The strike at Boeing entered its sixth week on Friday. With 33,000 International Association of Machinists (IAM) workers unemployed and on the picket line, Boeing (NYSE:BA) Production of the 737, 767 and 777 aircraft is halted, and according to even the most conservative estimates, Boeing is losing $1 billion a month as the strike continues. (Other estimates put it at up to $1 billion one week.)

Given IAM's rejection of Boeing's 25% pay increase offer and the union's refusal to consider a “best and final” offer from Boeing of 30%, one might think that the pressure is on Boeing to take this strike to settle becomes unbearable.

But something just changed – and now I believe the advantage is in Boeing's favor.

Headline risk

Is Boeing or is the union “the bad guy” in this debate? That depends on who you ask. But ask any of the 17,000 Boeing workers about to lose their jobs and it's likely they'll blame IAM.

On Friday last week, new Boeing CEO Kelly Ortberg circulated a memo within the company explaining that the IAM labor strike had put Boeing in a “difficult position” that was forcing management to make “difficult decisions.” . Those decisions include Boeing delaying the introduction of its new 777X airliner (which was to be built in Washington state, where the strike is taking place) by about a year to 2026.

The company will also end its 767 Freighter program effective 2027 once production of the 89 Boeing 767s under contract is complete. (Production of KC-76 aerial refueling aircraft for the Air Force based on the 767 design continues – so it is possible that the 767 will be revived in the future.)

Worst of all, Ortberg announced that Boeing “needs to adjust our workforce levels to align with our financial reality and set more targeted priorities.” And specifically, Boeing will “reduce the size of our total workforce by approximately 10 percent” – 17,000 workers.

What this means for Boeing and IAM

Admittedly, not all of this is the union's fault.

Boeing management did itself a disservice when it submitted a low bid for the KC-76 contract in 2011. The resulting losses continue to weigh on Boeing to this day – a key reason Boeing's defense and space business (BDS) is now loss-making and will continue to lose money as Boeing continues to build KC-76s for the Pentagon.

Speaking of space travel, this side of Boeing has also suffered unintentional errors. These include multiple malfunctions on the Starliner spacecraft and an overdue and over-budgeted space launch system, both of which (according to NASA) stem from “a recurring and deteriorating state of product quality control” and a “lack of adequately trained and experienced aerospace workers” at Boeing .”

I can't imagine that laying off 17,000 aerospace workers will help solve the latter problem. But that's just another reason IAM could come under fire for exacerbating Boeing's problems at the very moment the CEO is trying to solve them.

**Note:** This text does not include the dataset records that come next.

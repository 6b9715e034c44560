//! caterflash CLI - Command-line tool for flashing Caterina (AVR109) bootloaders.
//!
//! ## Features
//!
//! - Flash Intel HEX images to ATmega32U4 boards (Leonardo, Micro, Pro Micro)
//! - Inspect Intel HEX images
//! - Interactive serial port selection with bootloader auto-detection
//! - Shell completion generation
//! - Environment variable support

use anyhow::Result;
use caterflash::DeviceProfile;
use clap::{Parser, Subcommand};
use clap_complete::Shell;
use console::style;
use env_logger::Env;
use log::debug;
use std::env;
use std::path::PathBuf;
use std::process::ExitCode;
use std::sync::atomic::{AtomicBool, Ordering};

mod commands;
mod config;
mod serial;

use commands::completions::cmd_completions;
use commands::flash::cmd_flash;
use commands::info::{cmd_devices, cmd_info, cmd_list_ports};
use config::Config;
use serial::{SerialOptions, ask_remember_port, select_serial_port};

/// Whether stderr is a terminal (set once at startup).
static STDERR_IS_TTY: AtomicBool = AtomicBool::new(true);

/// Set by the Ctrl-C handler.
static INTERRUPTED: AtomicBool = AtomicBool::new(false);

/// Device profile used when neither the CLI nor the config names one.
const DEFAULT_DEVICE: &str = "atmega32u4";

/// Check if emoji/animations should be used (TTY and colors enabled).
fn use_fancy_output() -> bool {
    STDERR_IS_TTY.load(Ordering::Relaxed) && console::colors_enabled_stderr()
}

/// Whether the user pressed Ctrl-C.
fn was_interrupted() -> bool {
    INTERRUPTED.load(Ordering::SeqCst)
}

/// caterflash - Flash Intel HEX firmware through Caterina bootloaders.
///
/// Environment variables:
///   CATERFLASH_PORT              - Default serial port
///   CATERFLASH_BAUD              - Baud rate (default: 57600)
///   CATERFLASH_DEVICE            - Device profile (default: atmega32u4)
///   CATERFLASH_NON_INTERACTIVE   - Non-interactive mode (disable prompts)
#[derive(Parser)]
#[command(name = "caterflash")]
#[command(author, version, about, long_about = None)]
#[command(propagate_version = true)]
#[allow(clippy::struct_excessive_bools)]
struct Cli {
    /// Serial port to use (auto-detected if not specified).
    #[arg(short, long, global = true, env = "CATERFLASH_PORT")]
    port: Option<String>,

    /// Baud rate (defaults to the device profile's, 57600 for Caterina).
    #[arg(short, long, global = true, env = "CATERFLASH_BAUD")]
    baud: Option<u32>,

    /// Target device profile (atmega32u4, atmega16u4, leonardo, micro, promicro).
    #[arg(short, long, global = true, env = "CATERFLASH_DEVICE")]
    device: Option<String>,

    /// Verbose output level (-v, -vv for increasing detail).
    #[arg(short, long, global = true, action = clap::ArgAction::Count)]
    verbose: u8,

    /// Quiet mode (suppress non-essential output).
    #[arg(short, long, global = true)]
    quiet: bool,

    /// Non-interactive mode (fail instead of prompting).
    #[arg(long, global = true, env = "CATERFLASH_NON_INTERACTIVE")]
    non_interactive: bool,

    /// Confirm port selection even for auto-detected ports.
    #[arg(long, global = true)]
    confirm_port: bool,

    /// Offer all available ports (including unknown types).
    #[arg(long, global = true)]
    list_all_ports: bool,

    /// Path to a configuration file.
    #[arg(long = "config", global = true, value_name = "PATH")]
    config_path: Option<PathBuf>,

    #[command(subcommand)]
    command: Commands,
}

/// Available commands.
#[derive(Subcommand)]
enum Commands {
    /// Flash an Intel HEX image to a board in bootloader mode.
    Flash {
        /// Path to the Intel HEX file.
        firmware: PathBuf,
    },

    /// Show a summary of an Intel HEX image.
    Info {
        /// Path to the Intel HEX file.
        firmware: PathBuf,

        /// Output in JSON format.
        #[arg(long)]
        json: bool,
    },

    /// List available serial ports.
    ListPorts {
        /// Output in JSON format.
        #[arg(long)]
        json: bool,
    },

    /// List built-in device profiles.
    Devices {
        /// Output in JSON format.
        #[arg(long)]
        json: bool,
    },

    /// Generate shell completion scripts.
    Completions {
        /// Shell type.
        #[arg(value_enum)]
        shell: Shell,
    },
}

/// Errors with a dedicated exit code.
#[derive(Debug, thiserror::Error)]
enum CliError {
    /// Invalid usage or setup (exit code 2).
    #[error("{0}")]
    Usage(String),
    /// Interrupted by the user (exit code 130).
    #[error("{0}")]
    Cancelled(String),
}

/// Map an error to the process exit code.
fn exit_code(err: &anyhow::Error) -> u8 {
    match err.downcast_ref::<CliError>() {
        Some(CliError::Usage(_)) => 2,
        Some(CliError::Cancelled(_)) => 130,
        None => match err.downcast_ref::<caterflash::Error>() {
            Some(caterflash::Error::Cancelled { .. }) => 130,
            _ => 1,
        },
    }
}

fn main() -> ExitCode {
    // NO_COLOR and TTY detection
    let stderr_is_tty = console::Term::stderr().is_term();
    STDERR_IS_TTY.store(stderr_is_tty, Ordering::Relaxed);

    if env::var("NO_COLOR").is_ok() || !stderr_is_tty {
        console::set_colors_enabled(false);
        console::set_colors_enabled_stderr(false);
    }

    let cli = Cli::parse();

    // Setup logging based on verbosity
    let log_level = if cli.quiet {
        "warn"
    } else {
        match cli.verbose {
            0 => "info",
            1 => "debug",
            _ => "trace",
        }
    };
    env_logger::Builder::from_env(Env::default().default_filter_or(log_level))
        .format_target(cli.verbose >= 2)
        .format_timestamp(if cli.verbose >= 2 {
            Some(env_logger::TimestampPrecision::Millis)
        } else {
            None
        })
        .init();

    debug!(
        "caterflash v{} (verbose level: {})",
        env!("CARGO_PKG_VERSION"),
        cli.verbose
    );

    install_interrupt_handler();

    match run(&cli) {
        Ok(()) => ExitCode::SUCCESS,
        Err(err) => {
            eprintln!("{} {err:#}", style("Error:").red().bold());
            ExitCode::from(exit_code(&err))
        },
    }
}

/// Route Ctrl-C to both the CLI flag and the library's cancellation check.
fn install_interrupt_handler() {
    if let Err(e) = ctrlc::set_handler(|| INTERRUPTED.store(true, Ordering::SeqCst)) {
        debug!("Failed to install Ctrl-C handler: {e}");
    }
    caterflash::set_interrupt_checker(was_interrupted);
}

fn run(cli: &Cli) -> Result<()> {
    let mut config = if let Some(ref path) = cli.config_path {
        Config::load_from_path(path)
    } else {
        Config::load()
    };

    match &cli.command {
        Commands::Flash { firmware } => cmd_flash(cli, &mut config, firmware)?,
        Commands::Info { firmware, json } => cmd_info(cli, &config, firmware, *json)?,
        Commands::ListPorts { json } => cmd_list_ports(*json)?,
        Commands::Devices { json } => cmd_devices(*json)?,
        Commands::Completions { shell } => cmd_completions(*shell),
    }

    Ok(())
}

/// Resolve the device profile from CLI, environment and config.
fn resolve_profile(cli: &Cli, config: &Config) -> Result<DeviceProfile> {
    let name = cli
        .device
        .as_deref()
        .or(config.flash.device.as_deref())
        .unwrap_or(DEFAULT_DEVICE);

    let Some(profile) = DeviceProfile::from_name(name) else {
        let known: Vec<String> = DeviceProfile::builtin()
            .into_iter()
            .map(|p| p.name.to_lowercase())
            .collect();
        return Err(CliError::Usage(format!(
            "Unknown device '{name}' (known: {})",
            known.join(", ")
        ))
        .into());
    };

    let profile = config.apply_to_profile(profile);
    let profile = match cli.baud.or(config.port.connection.baud) {
        Some(baud) => profile.with_baud(baud),
        None => profile,
    };

    profile
        .validate()
        .map_err(|e| CliError::Usage(e.to_string()))?;
    Ok(profile)
}

/// Get serial port from CLI args or interactive selection.
fn get_port(cli: &Cli, config: &mut Config, profile: &DeviceProfile) -> Result<String> {
    let options = SerialOptions {
        port: cli.port.clone(),
        list_all_ports: cli.list_all_ports,
        non_interactive: cli.non_interactive,
        confirm_port: cli.confirm_port,
    };

    let selected = select_serial_port(&options, config, &profile.bootloader_ids)?;

    if !selected.is_known && !cli.non_interactive && options.port.is_none() {
        ask_remember_port(&selected.port, config)?;
    }

    Ok(selected.port.name)
}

Boeing is playing for time

With this strike now entering its sixth week with no end in sight and the potential to last longer than the 2008 strike (which lasted almost two months), pressure will increase on both sides to return to the negotiating table and… to reach agreement.

However, Boeing will soon be able to better withstand this pressure.

As I predicted last week, Boeing is returning to its “How to Survive a Crisis” guide, first written at the height of the COVID-19 pandemic. Today, as then, Boeing suffers from a lack of liquidity to remain solvent. And today, as then, Boeing has decided to replenish its cash reserves through a combination of stock sales and debt increases.

On Tuesday, Boeing announced an additional credit agreement with four major U.S. banks, giving the company access to a $10 billion credit line – enough money to keep Boeing in business for two and a half months (assuming that Boeing is estimated to lose $1 billion). one month is correct). This alone could allow Boeing to endure a strike even longer than the one in 2008 – but Boeing is preparing plans to ensure it can last even longer if necessary.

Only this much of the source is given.